After tea Mrs. Garden was seen to be pulling up her skirt and to be feeling for her pocket in the folds of her petticoat; but with an imperceptible gesture her husband restrained her. He thanked Gruffydds, and they returned to their own cottage, Eesaac Oliver accompanying them to help to pile up the matchboards and to take the furniture from its sacking. The cottage was much like the other cottages of the place. Its ceiling consisted of tacked-up sheets, inside which spiders and dust and sand whispered and the wind rippled. The black mantelpiece had brass candlesticks and china ornaments, and on one side of the tall clock was a grocer's almanac-portrait of Mr. Gladstone, while on the other was one of Dr. Rees, the President of the Congregational Union of England and Wales. A sampler, rather difficult to see in the bad light, hung immediately within the door, and the window opened six inches, in which position it had to be propped with a short stick. There were geraniums on its sill, and a red sausage filled with sand kept out the draught when it was closed.
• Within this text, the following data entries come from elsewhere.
//! Editable view over a function call's JSON-encoded `arguments`.

use indexmap::IndexMap;
use serde_json::Value;
use thiserror::Error;

#[derive(Debug, Error, PartialEq, Eq)]
pub enum ArgumentsError {
    #[error("argument `{0}` is already defined")]
    DuplicateKey(String),
    #[error("no argument at index {0}")]
    OutOfRange(usize),
}

/// Ordered key/value entries of a JSON object.
///
/// Entry order is the order in which keys appear in the source string and is
/// preserved when re-serializing. Entries with an empty key are kept while
/// editing (a freshly added row starts empty) but dropped on serialization.
#[derive(Debug, Clone, Default, PartialEq)]
pub struct ArgumentEntries {
    entries: Vec<(String, Value)>,
}

impl ArgumentEntries {
    /// Malformed or non-object input yields no entries.
    pub fn parse(arguments: &str) -> Self {
        match serde_json::from_str::<IndexMap<String, Value>>(arguments) {
            Ok(map) => Self {
                entries: map.into_iter().collect(),
            },
            Err(_) => Self::default(),
        }
    }

    pub fn entries(&self) -> &[(String, Value)] {
        &self.entries
    }

    pub fn len(&self) -> usize {
        self.entries.len()
    }

    pub fn is_empty(&self) -> bool {
        self.entries.is_empty()
    }

    pub fn get(&self, key: &str) -> Option<&Value> {
        self.entries.iter().find(|(k, _)| k == key).map(|(_, v)| v)
    }

    pub fn push_empty(&mut self) {
        self.entries
            .push((String::new(), Value::String(String::new())));
    }

    pub fn insert(&mut self, key: impl Into<String>, value: Value) -> Result<(), ArgumentsError> {
        let key = key.into();
        self.ensure_unique(&key, None)?;
        self.entries.push((key, value));
        Ok(())
    }

    pub fn set_key(&mut self, index: usize, key: impl Into<String>) -> Result<(), ArgumentsError> {
        let key = key.into();
        if index >= self.entries.len() {
            return Err(ArgumentsError::OutOfRange(index));
        }
        self.ensure_unique(&key, Some(index))?;
        self.entries[index].0 = key;
        Ok(())
    }

    pub fn set_value(&mut self, index: usize, value: Value) -> Result<(), ArgumentsError> {
        let entry = self
            .entries
            .get_mut(index)
            .ok_or(ArgumentsError::OutOfRange(index))?;
        entry.1 = value;
        Ok(())
    }

    pub fn remove(&mut self, index: usize) -> Result<(String, Value), ArgumentsError> {
        if index >= self.entries.len() {
            return Err(ArgumentsError::OutOfRange(index));
        }
        Ok(self.entries.remove(index))
    }

    pub fn to_arguments_string(&self) -> String {
        let object: IndexMap<&str, &Value> = self
            .entries
            .iter()
            .filter(|(key, _)| !key.is_empty())
            .map(|(key, value)| (key.as_str(), value))
            .collect();
        serde_json::to_string(&object).unwrap_or_else(|_| "{}".to_string())
    }

    fn ensure_unique(&self, key: &str, skip: Option<usize>) -> Result<(), ArgumentsError> {
        if key.is_empty() {
            return Ok(());
        }
        let taken = self
            .entries
            .iter()
            .enumerate()
            .any(|(i, (existing, _))| Some(i) != skip && existing == key);
        if taken {
            return Err(ArgumentsError::DuplicateKey(key.to_string()));
        }
        Ok(())
    }
}

impl FromIterator<(String, Value)> for ArgumentEntries {
    fn from_iter<T: IntoIterator<Item = (String, Value)>>(iter: T) -> Self {
        let mut entries = Self::default();
        for (key, value) in iter {
            match entries.entries.iter_mut().find(|(k, _)| !k.is_empty() && *k == key) {
                Some(existing) => existing.1 = value,
                None => entries.entries.push((key, value)),
            }
        }
        entries
    }
}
The outer door of the second cottage was to be permanently fastened up when the match-boarding should be finished. The cottages adjoining belonged to fishermen, the one with a wife and children, the other a widower who kept his departed wife in mind by means of a number of framed and glazed cenotaphs, consisting of a black ground with white angels mourning over a tombstone, and, above, the words, "Er Serchog Cof--"

This was Llanyglo when Minetta Garden was first brought there for the benefit of her health. The authors of the Itineraries had not thought it worth mentioning; Wyndham has nothing to say about it, Skrine did not visit it, Pennant passes it by. But you may find an excellent steel engraving of it, by Copley Fielding, full of accomplishment, elegance and taste, and published by the London Art Union. If Minetta did well there, it was Edward Garden's intention, so far as Edward Garden's intentions were ever known, to let or sell his cottage and to build a more convenient house of his own. There was stone to be had in abundance within three or four miles. Mutton was plentiful and delicious, beef not quite so plentiful nor quite so good. The larger grocery supplies could be sent direct from Manchester, the odds and ends purchased from Howell Gruffydd. Water was to fetch only a hundred yards, and lamp oil, etc., came twice a week in the cart from Porth Neigr. And soon-Edward Garden did not know yet, and if he did not know you may be sure nobody else did-Porth Neigr might be brought nearer to the rest of the world than ten miles' journey by road. For, besides being a spinner and a good many other things, Edward Garden was a Director of the Ratchet and Rawtonstall Railway, and, as is the compliment between railway and railway, those little silver trinkets that dangled from his gold watch-chain-little greyhounds and locomotives, winged orbs and other emblems of speed-were the tokens of his freedom at all times over other lines, and of his personal intimacy with men who open up land, not a field at a time with a plough, but by running a sinew of steel through it, with a nerve alongside that, touched at any point, quickens and thrills throughout its length.

Nevertheless, it is quite true that he came to Llanyglo first of all for the benefit of his daughter's health.